§ Exercise brief
How many lines below contain the word "SelfMatch"? Answer with that number alone.

(Collected data)
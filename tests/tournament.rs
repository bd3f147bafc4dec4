//! Integration tests for the tournament store: registration, match reports, standings,
//! and pairing the next round from stored state.

use std::collections::HashSet;
use swiss_tournament_web::{
    pair_next_round, record_result, RematchOracle, RoundSnapshot, Tournament, TournamentError,
    TournamentStore,
};
use uuid::Uuid;

fn tournament_with_players(names: &[&str]) -> Tournament {
    let mut t = Tournament::new("Test");
    for n in names {
        t.register_player(*n).unwrap();
    }
    t
}

fn id_of(t: &Tournament, name: &str) -> Uuid {
    t.players.iter().find(|p| p.name == name).unwrap().id
}

#[test]
fn tournament_names_are_trimmed_and_required() {
    assert!(matches!(
        Tournament::named(""),
        Err(TournamentError::EmptyTournamentName)
    ));
    assert!(matches!(
        Tournament::named("   "),
        Err(TournamentError::EmptyTournamentName)
    ));
    assert_eq!(Tournament::named("  Spring Open ").unwrap().name, "Spring Open");
}

#[test]
fn register_and_count() {
    let mut t = Tournament::new("Test");
    assert_eq!(t.count_players(), 0);
    t.register_player("Chandra Nalaar").unwrap();
    t.register_player("Chandra Nalaar").unwrap();
    assert_eq!(t.count_players(), 2);
}

#[test]
fn blank_name_is_rejected() {
    let mut t = Tournament::new("Test");
    assert_eq!(t.register_player("   "), Err(TournamentError::EmptyPlayerName));
    let id = t.register_player("  Melpomene Murray ").unwrap();
    assert_eq!(t.get_player(id).unwrap().name, "Melpomene Murray");
}

#[test]
fn delete_players_requires_empty_history() {
    let mut t = tournament_with_players(&["A", "B"]);
    let (a, b) = (id_of(&t, "A"), id_of(&t, "B"));
    t.report_match(a, b).unwrap();
    assert_eq!(t.delete_players(), Err(TournamentError::MatchesRecorded));
    t.delete_matches();
    t.delete_players().unwrap();
    assert_eq!(t.count_players(), 0);
}

#[test]
fn report_match_validates_players() {
    let mut t = tournament_with_players(&["A", "B"]);
    let a = id_of(&t, "A");
    let stranger = Uuid::new_v4();
    assert_eq!(t.report_match(a, a), Err(TournamentError::SelfMatch(a)));
    assert_eq!(
        t.report_match(a, stranger),
        Err(TournamentError::PlayerNotFound(stranger))
    );
    assert!(t.matches.is_empty());
}

#[test]
fn standings_before_matches() {
    let t = tournament_with_players(&["Melpomene Murray", "Randy Schwartz"]);
    let standings = t.standings();
    assert_eq!(standings.len(), 2);
    for s in &standings {
        assert_eq!((s.wins, s.matches), (0, 0));
    }
    assert_eq!(standings[0].name, "Melpomene Murray");
}

#[test]
fn standings_after_matches() {
    let mut t = tournament_with_players(&["Bruno Walton", "Boots O'Neal", "Cathy Burton", "Diane Grant"]);
    let ids: Vec<_> = t.players.iter().map(|p| p.id).collect();
    t.report_match(ids[0], ids[1]).unwrap();
    t.report_match(ids[2], ids[3]).unwrap();

    let standings = t.standings();
    let winners: HashSet<_> = standings[..2].iter().map(|s| s.player_id).collect();
    assert_eq!(winners, HashSet::from([ids[0], ids[2]]));
    for s in &standings {
        assert_eq!(s.matches, 1);
        if winners.contains(&s.player_id) {
            assert_eq!((s.wins, s.losses()), (1, 0));
        } else {
            assert_eq!((s.wins, s.losses()), (0, 1));
        }
    }
}

#[test]
fn tournament_answers_rematch_queries() {
    let mut t = tournament_with_players(&["A", "B", "C"]);
    let (a, b, c) = (id_of(&t, "A"), id_of(&t, "B"), id_of(&t, "C"));
    t.report_match(b, a).unwrap();
    assert!(t.has_played(a, b).unwrap());
    assert!(t.has_played(b, a).unwrap());
    assert!(!t.has_played(a, c).unwrap());
}

#[test]
fn snapshot_reads_standings_and_history_once() {
    let mut t = tournament_with_players(&["A", "B", "C", "D"]);
    let (a, b) = (id_of(&t, "A"), id_of(&t, "B"));
    t.report_match(a, b).unwrap();
    let snapshot = RoundSnapshot::capture(&t);
    t.delete_matches();
    assert_eq!(snapshot.standings[0].player_id, a);
    assert_eq!(snapshot.history.len(), 1);
    assert!(snapshot.history.has_played(b, a).unwrap());
}

#[test]
fn odd_roster_cannot_be_paired() {
    let t = tournament_with_players(&["A", "B", "C"]);
    assert_eq!(
        pair_next_round(&t),
        Err(TournamentError::OddNumberOfPlayers { count: 3 })
    );
}

/// Three rounds of eight players where the higher-ranked player of each pair wins.
#[test]
fn three_rounds_without_rematches() {
    let mut t = tournament_with_players(&["P1", "P2", "P3", "P4", "P5", "P6", "P7", "P8"]);
    let mut met: HashSet<(Uuid, Uuid)> = HashSet::new();
    let mut last_round = Vec::new();

    for _ in 0..3 {
        let pairings = pair_next_round(&t).unwrap();
        assert_eq!(pairings.len(), 4);
        for p in &pairings {
            assert!(!met.contains(&(p.id1, p.id2)) && !met.contains(&(p.id2, p.id1)));
            met.insert((p.id1, p.id2));
            t.report_match(p.id1, p.id2).unwrap();
        }
        last_round = pairings;
    }

    let names: Vec<_> = last_round
        .iter()
        .map(|p| (p.name1.as_str(), p.name2.as_str()))
        .collect();
    assert_eq!(
        names,
        vec![("P1", "P5"), ("P2", "P3"), ("P6", "P7"), ("P4", "P8")]
    );
}

fn play_out_round<S: TournamentStore>(store: &mut S) -> usize {
    let pairings = pair_next_round(&*store).unwrap();
    for p in &pairings {
        record_result(store, p.id1, p.id2).unwrap();
    }
    pairings.len()
}

#[test]
fn results_recorded_through_the_store_feed_the_next_round() {
    let mut t = tournament_with_players(&["A", "B", "C", "D"]);
    assert_eq!(play_out_round(&mut t), 2);
    assert_eq!(t.history().len(), 2);

    let standings = TournamentStore::standings(&t);
    assert_eq!((standings[0].name.as_str(), standings[0].wins), ("A", 1));
    assert_eq!((standings[1].name.as_str(), standings[1].wins), ("C", 1));

    let a = id_of(&t, "A");
    assert_eq!(
        record_result(&mut t, a, a),
        Err(TournamentError::SelfMatch(a))
    );
    assert_eq!(t.history().len(), 2);
}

§ Expected answer
2